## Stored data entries
┌────────
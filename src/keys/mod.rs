/// Key lifecycle: metadata, the shared registry, the manager on top of it and
/// sealed export for restarts.
pub mod manager;
pub mod metadata;
pub mod registry;
pub mod sealed;

pub use manager::KeyManager;
pub use metadata::{
    KeyEvent, KeyHandle, KeyMaterial, KeyMetadata, KeyObserver, KeyOptions, KeyStatus, KeyType,
    RotationResult,
};
pub use registry::KeyRegistry;
pub use sealed::SealedKeyStore;
/// Time source for key expiry decisions.
///
/// Key expiry is evaluated lazily on access, so tests need a clock they can
/// move forward instead of waiting for days to pass.
use chrono::{DateTime, Duration, Utc};
use parking_lot::Mutex;

pub trait Clock: Send + Sync {
    fn now(&self) -> DateTime<Utc>;
}

/// Wall-clock UTC.
#[derive(Debug, Clone, Copy, Default)]
pub struct SystemClock;

impl Clock for SystemClock {
    fn now(&self) -> DateTime<Utc> {
        Utc::now()
    }
}

/// A clock that only moves when told to.
#[derive(Debug)]
pub struct ManualClock {
    now: Mutex<DateTime<Utc>>,
}

impl ManualClock {
    pub fn new(start: DateTime<Utc>) -> Self {
        Self {
            now: Mutex::new(start),
        }
    }

    pub fn advance(&self, by: Duration) {
        let mut now = self.now.lock();
        *now += by;
    }

    pub fn set(&self, to: DateTime<Utc>) {
        *self.now.lock() = to;
    }
}

impl Default for ManualClock {
    fn default() -> Self {
        Self::new(Utc::now())
    }
}

impl Clock for ManualClock {
    fn now(&self) -> DateTime<Utc> {
        *self.now.lock()
    }
}
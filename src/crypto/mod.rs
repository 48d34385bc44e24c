/// Cryptographic capabilities used by the envelope and key-management layers.
///
/// Every function here is stateless with respect to shared data and may run
/// in parallel on caller-owned buffers.
pub mod aead;
pub mod hash;
pub mod hybrid;
pub mod jwt;
pub mod kdf;
pub mod kem;
pub mod sensitive;
pub mod sign;
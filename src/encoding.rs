/// Base64 helpers for the caller-facing serialized forms.
use base64::engine::general_purpose::{STANDARD, URL_SAFE_NO_PAD};
use base64::Engine;

use crate::error::{Result, VaultError};

pub fn b64_encode(data: &[u8]) -> String {
    STANDARD.encode(data)
}

pub fn b64_decode(data: &str) -> Result<Vec<u8>> {
    STANDARD
        .decode(data)
        .map_err(|e| VaultError::Serialization(format!("invalid base64: {e}")))
}

pub fn b64url_encode(data: &[u8]) -> String {
    URL_SAFE_NO_PAD.encode(data)
}

pub fn b64url_decode(data: &str) -> Result<Vec<u8>> {
    URL_SAFE_NO_PAD
        .decode(data)
        .map_err(|e| VaultError::Serialization(format!("invalid base64url: {e}")))
}

/// `#[serde(with = "serde_b64")]` for byte buffers.
pub mod serde_b64 {
    use serde::{de::Error as _, Deserialize, Deserializer, Serializer};

    pub fn serialize<S, T>(bytes: &T, serializer: S) -> Result<S::Ok, S::Error>
    where
        S: Serializer,
        T: AsRef<[u8]>,
    {
        serializer.serialize_str(&super::b64_encode(bytes.as_ref()))
    }

    pub fn deserialize<'de, D, T>(deserializer: D) -> Result<T, D::Error>
    where
        D: Deserializer<'de>,
        T: TryFrom<Vec<u8>>,
    {
        let s = String::deserialize(deserializer)?;
        let bytes = super::b64_decode(&s).map_err(D::Error::custom)?;
        let len = bytes.len();
        T::try_from(bytes).map_err(|_| D::Error::custom(format!("unexpected byte length {len}")))
    }
}

/// `#[serde(with = "serde_b64_opt")]` for optional 32-byte values.
pub mod serde_b64_opt {
    use serde::{de::Error as _, Deserialize, Deserializer, Serializer};

    pub fn serialize<S>(value: &Option<[u8; 32]>, serializer: S) -> Result<S::Ok, S::Error>
    where
        S: Serializer,
    {
        match value {
            Some(bytes) => serializer.serialize_some(&super::b64_encode(bytes)),
            None => serializer.serialize_none(),
        }
    }

    pub fn deserialize<'de, D>(deserializer: D) -> Result<Option<[u8; 32]>, D::Error>
    where
        D: Deserializer<'de>,
    {
        let Some(s) = Option::<String>::deserialize(deserializer)? else {
            return Ok(None);
        };
        let bytes = super::b64_decode(&s).map_err(D::Error::custom)?;
        <[u8; 32]>::try_from(bytes.as_slice())
            .map(Some)
            .map_err(|_| D::Error::custom("expected 32 bytes"))
    }
}

#[cfg(test)]
mod tests {
    use super::*;

    #[test]
    fn test_url_safe_has_no_padding() {
        let encoded = b64url_encode(&[0xFB, 0xFF]);
        assert!(!encoded.contains('='));
        assert!(!encoded.contains('+'));
        assert_eq!(b64url_decode(&encoded).unwrap(), vec![0xFB, 0xFF]);
    }

    #[test]
    fn test_invalid_base64_is_serialization_error() {
        assert!(matches!(b64_decode("!!!"), Err(VaultError::Serialization(_))));
    }
}
/// BLAKE3 helpers.
///
/// Used for combining hybrid shared secrets, for the KEM fallback secret on
/// malformed input, and for public-key fingerprints in the key inventory.

/// Hash arbitrary data with BLAKE3.
pub fn hash(data: &[u8]) -> [u8; 32] {
    blake3::hash(data).into()
}

/// Keyed hash for domain-separated operations.
pub fn keyed_hash(key: &[u8; 32], data: &[u8]) -> [u8; 32] {
    blake3::keyed_hash(key, data).into()
}

/// BLAKE3 key derivation mode. `context` must be a hardcoded, unique string.
pub fn derive_key(context: &str, ikm: &[u8]) -> [u8; 32] {
    blake3::derive_key(context, ikm)
}

/// Short hex fingerprint of a public key, safe to log and export.
pub fn fingerprint(public_key: &[u8]) -> String {
    hex::encode(&hash(public_key)[..16])
}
└────────
## TASK PROMPT
Track down every line in the entries that includes the string "context", and copy it.

## RESULT OF THE EXERCISE
/// BLAKE3 key derivation mode. `context` must be a hardcoded, unique string.
pub fn derive_key(context: &str, ikm: &[u8]) -> [u8; 32] {
    blake3::derive_key(context, ikm)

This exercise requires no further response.